The second floor, between heaven and earth, between the bourgeois customers on the ground floor and the empyrean artists on the third, is where the journal Le Chat noir is edited.” So wrote Émile Goudeau in 1886, five years after Rodolphe Salis invited him and his group, The Hydropathes, to be the first artists and writers in residence at his new cabaret. The layered coexistence Goudeau describes applies equally well to the entire Montmartre neighborhood.

We can project the three stories of Le Chat Noir onto the natural landscape of Paris, where climbing the hill, “la Butte,” equates to mounting the cabaret’s stairs. With each step, Belle Époque artists left behind the bourgeois of Paris’ ground floor in exchange for the studios, cafés, theaters, restaurants, and cabarets that made up the Montmartre heavens.

On la Butte of today, those stories have been inverted. The world of the artists exists beneath a top layer dominated by tourists and residents – our era’s version of “the fashionable.” Maps of present day Montmartre attempt to present this storied nature, meticulously marking memorial alongside the quotidian. There is the atelier of Fernand Cormon at 10 Rue Constance, where Toulouse-Lautrec studied painting in 1882; the attic room at 6 Rue Cortot, where Erik Satie composed Les Gymnopédies in 1882; the Lapin Agile cabaret at

22 Rue des Saules, bought by Aristide Bruant in 1903; and, of course, the Musée de Montmartre at 12 Rue Cortot, where Auguste Renoir, Maurice Utrillo, Suzanne Valadon, and Raoul Dufy all had studios.

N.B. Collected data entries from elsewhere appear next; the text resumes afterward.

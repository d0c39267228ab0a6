use std::path::PathBuf;

use serde::Deserialize;

use foodgram_core::config::Config;

/// Recipes service configuration loaded from environment variables.
#[derive(Debug, Clone, Deserialize)]
pub struct RecipesConfig {
    /// PostgreSQL connection URL.
    pub database_url: String,
    /// TCP port for the HTTP server (default 8000). Env var: `RECIPES_PORT`.
    #[serde(default = "default_port")]
    pub recipes_port: u16,
    /// Directory uploaded images are written to.
    #[serde(default = "default_media_root")]
    pub media_root: PathBuf,
    /// Path (or absolute URL) media files are served under.
    #[serde(default = "default_media_url")]
    pub media_url: String,
    /// Externally visible origin, used for pagination and share links.
    #[serde(default = "default_public_base_url")]
    pub public_base_url: String,
}

fn default_port() -> u16 {
    8000
}

fn default_media_root() -> PathBuf {
    PathBuf::from("./media")
}

fn default_media_url() -> String {
    "/media".to_owned()
}

fn default_public_base_url() -> String {
    "http://localhost:8000".to_owned()
}

impl Config for RecipesConfig {}

impl RecipesConfig {
    /// Absolute base URL for media files.
    pub fn media_base_url(&self) -> String {
        if self.media_url.starts_with("http://") || self.media_url.starts_with("https://") {
            return self.media_url.trim_end_matches('/').to_owned();
        }
        format!(
            "{}/{}",
            self.public_base_url.trim_end_matches('/'),
            self.media_url.trim_matches('/')
        )
    }

    /// Router path to serve media from, when media is served locally.
    pub fn media_mount_path(&self) -> Option<String> {
        let path = self.media_url.trim_matches('/');
        if self.media_url.contains("://") || path.is_empty() {
            return None;
        }
        Some(format!("/{path}"))
    }
}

Street signs bearing names of past and present allow visitors and Montmartrians alike to navigate the neighborhood in the layer of their choosing. Establishments have dual identities: what they once were and what they are now. 22 Rue des Saules, for instance, was previously À Ma Campagne, and it is there that Lautrec drank copious amounts of absinthe. 18 Rue des Saules was Aux Billards En Bois before it became La Bonne Franquette of today. It is there that Renoir painted La Balançoire and also where Lautrec met up with Van Gogh (and drank copious amounts of absinthe). In other cases, names stay the same, but the nature of the place changes. There is a Chat Noir on the Boulevard de Rochechouart, but it is more tourist-trap than true cabaret. We might, therefore, think of the maps and of Montmartre itself as a type of palimpsest. Instead of a manuscript featuring layers of primary sources, we have a neighborhood exhibiting layers of establishments over time. In either case, the layers have been bound by a common location that allows them to relate to one another. Looking at Montmartre as a palimpsest allows us to explore a place whose past continues into the present. Number 12 is itself a microcosm of this phenomenon, at once a former studio and a museum, whose material extends far beyond the lives of its former inhabitants. We might also think of the Musée as the modern equivalent of Goudeau’s second floor: a space somewhere between heaven and earth that presents the artists’ world to the outsider. While Montmartre’s maps and signs aid in navigating this world, it is only through the Musée that we can first gain entry.

On the Left and Right, we see the Rue Cortot as it is today and as Maurice Utrillo painted it over 100 years ago. Below, we find the Sacré-Coeur, as captured by Utrillo in 1944 and by a tourist in 2021. Present day images courtesy of The Modern Postcard.